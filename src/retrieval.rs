//! Two-stage retrieval: coarse vector search, then pairwise reranking.
//!
//! The coarse stage over-fetches `min(limit * overfetch_factor,
//! max_candidates)` nearest chunks (3x capped at 20 by default) so the
//! reranker has enough recall to work with. An empty coarse stage returns
//! immediately; the reranker never sees an empty batch.
//!
//! [`analyze_quality`] summarises a result list (similarity spread, grade,
//! category diversity) for the search endpoint. It reads the coarse
//! similarity because rerank scores are not comparable across models.

use serde::Serialize;
use std::collections::BTreeMap;
use std::sync::Arc;

use crate::config::RetrievalConfig;
use crate::embedding::EmbeddingProvider;
use crate::error::Result;
use crate::models::ScoredCandidate;
use crate::rerank::Reranker;
use crate::store::VectorIndex;

pub struct RetrievalEngine {
    embedder: Arc<dyn EmbeddingProvider>,
    index: Arc<dyn VectorIndex>,
    reranker: Reranker,
    overfetch_factor: usize,
    max_candidates: usize,
}

impl RetrievalEngine {
    pub fn new(
        embedder: Arc<dyn EmbeddingProvider>,
        index: Arc<dyn VectorIndex>,
        reranker: Reranker,
        config: &RetrievalConfig,
    ) -> Self {
        Self {
            embedder,
            index,
            reranker,
            overfetch_factor: config.overfetch_factor,
            max_candidates: config.max_candidates,
        }
    }

    pub fn embedding_model(&self) -> &str {
        self.embedder.model_name()
    }

    /// Number of candidates the coarse stage asks the index for.
    pub fn coarse_k(&self, limit: usize) -> usize {
        limit
            .saturating_mul(self.overfetch_factor)
            .min(self.max_candidates)
    }

    /// Ranked candidates for `query`, best first, at most `limit` of them.
    ///
    /// Embedding and index failures propagate; reranker failures degrade to
    /// coarse order.
    pub async fn search(
        &self,
        query: &str,
        limit: usize,
        category: Option<&str>,
    ) -> Result<Vec<ScoredCandidate>> {
        let vector = self.embedder.embed_query(query).await?;
        let hits = self
            .index
            .query(&vector, self.coarse_k(limit), category)
            .await?;

        if hits.is_empty() {
            tracing::debug!(category, "coarse stage returned no candidates");
            return Ok(Vec::new());
        }

        let candidates: Vec<ScoredCandidate> = hits
            .into_iter()
            .map(|hit| {
                let similarity = hit.similarity();
                ScoredCandidate {
                    chunk_id: hit.id,
                    title: hit.metadata.title,
                    category: hit.metadata.category,
                    content: hit.text,
                    coarse_similarity: similarity,
                    rerank_score: similarity,
                }
            })
            .collect();

        tracing::debug!(coarse = candidates.len(), limit, "reranking candidates");
        Ok(self.reranker.rerank(query, candidates, limit).await)
    }
}

#[derive(Debug, Clone, Copy, PartialEq, Eq, Serialize)]
#[serde(rename_all = "snake_case")]
pub enum SearchGrade {
    Excellent,
    Good,
    Fair,
    Poor,
    NoResults,
}

impl SearchGrade {
    pub fn from_similarity(avg: f64) -> Self {
        if avg >= 0.8 {
            SearchGrade::Excellent
        } else if avg >= 0.6 {
            SearchGrade::Good
        } else if avg >= 0.4 {
            SearchGrade::Fair
        } else {
            SearchGrade::Poor
        }
    }
}

#[derive(Debug, Clone, Copy, PartialEq, Eq, Serialize)]
#[serde(rename_all = "snake_case")]
pub enum Effectiveness {
    HighlyEffective,
    Effective,
    ModeratelyEffective,
    LowEffectiveness,
}

#[derive(Debug, Clone, Serialize)]
pub struct SearchQuality {
    pub grade: SearchGrade,
    pub result_count: usize,
    pub average_similarity: f64,
    pub min_similarity: f64,
    pub max_similarity: f64,
    /// `distinct categories / result count`.
    pub category_diversity: f64,
    pub category_distribution: BTreeMap<String, usize>,
    pub effectiveness: Effectiveness,
    pub insights: Vec<String>,
}

pub fn analyze_quality(results: &[ScoredCandidate]) -> SearchQuality {
    if results.is_empty() {
        return SearchQuality {
            grade: SearchGrade::NoResults,
            result_count: 0,
            average_similarity: 0.0,
            min_similarity: 0.0,
            max_similarity: 0.0,
            category_diversity: 0.0,
            category_distribution: BTreeMap::new(),
            effectiveness: Effectiveness::LowEffectiveness,
            insights: vec![
                "No results found. Try broader terms or check that documents were loaded."
                    .to_string(),
            ],
        };
    }

    let sims: Vec<f64> = results.iter().map(|r| r.coarse_similarity).collect();
    let average = sims.iter().sum::<f64>() / sims.len() as f64;
    let min = sims.iter().copied().fold(f64::INFINITY, f64::min);
    let max = sims.iter().copied().fold(f64::NEG_INFINITY, f64::max);

    let mut distribution: BTreeMap<String, usize> = BTreeMap::new();
    for r in results {
        *distribution.entry(r.category.clone()).or_default() += 1;
    }
    let diversity = distribution.len() as f64 / results.len() as f64;
    let grade = SearchGrade::from_similarity(average);

    let mut insights = Vec::new();
    match grade {
        SearchGrade::Poor => insights.push(
            "Low result quality. Rephrase the query or check that relevant documents are indexed."
                .to_string(),
        ),
        SearchGrade::Excellent => insights
            .push("Excellent result quality: the query matched highly relevant documents.".to_string()),
        _ => {}
    }
    if diversity < 0.3 {
        insights.push(
            "Low category diversity: results are concentrated in a single kind of document."
                .to_string(),
        );
    }

    SearchQuality {
        grade,
        result_count: results.len(),
        average_similarity: average,
        min_similarity: min,
        max_similarity: max,
        category_diversity: diversity,
        category_distribution: distribution,
        effectiveness: effectiveness(grade, average, diversity),
        insights,
    }
}

fn effectiveness(grade: SearchGrade, average: f64, diversity: f64) -> Effectiveness {
    let mut score = match grade {
        SearchGrade::Excellent => 0.4,
        SearchGrade::Good => 0.3,
        SearchGrade::Fair => 0.2,
        _ => 0.0,
    };
    if average > 0.7 {
        score += 0.3;
    } else if average > 0.5 {
        score += 0.2;
    }
    if diversity > 0.5 {
        score += 0.3;
    } else if diversity > 0.3 {
        score += 0.2;
    }

    // Sums of tenths drift; compare with a little slack.
    const EPS: f64 = 1e-9;
    if score + EPS >= 0.8 {
        Effectiveness::HighlyEffective
    } else if score + EPS >= 0.6 {
        Effectiveness::Effective
    } else if score + EPS >= 0.4 {
        Effectiveness::ModeratelyEffective
    } else {
        Effectiveness::LowEffectiveness
    }
}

===============

* _Problem to work on_:
Give the number of lines in the records where the word "crate" shows up. Nothing else belongs in the reply.

* _Response to the exercise_:
6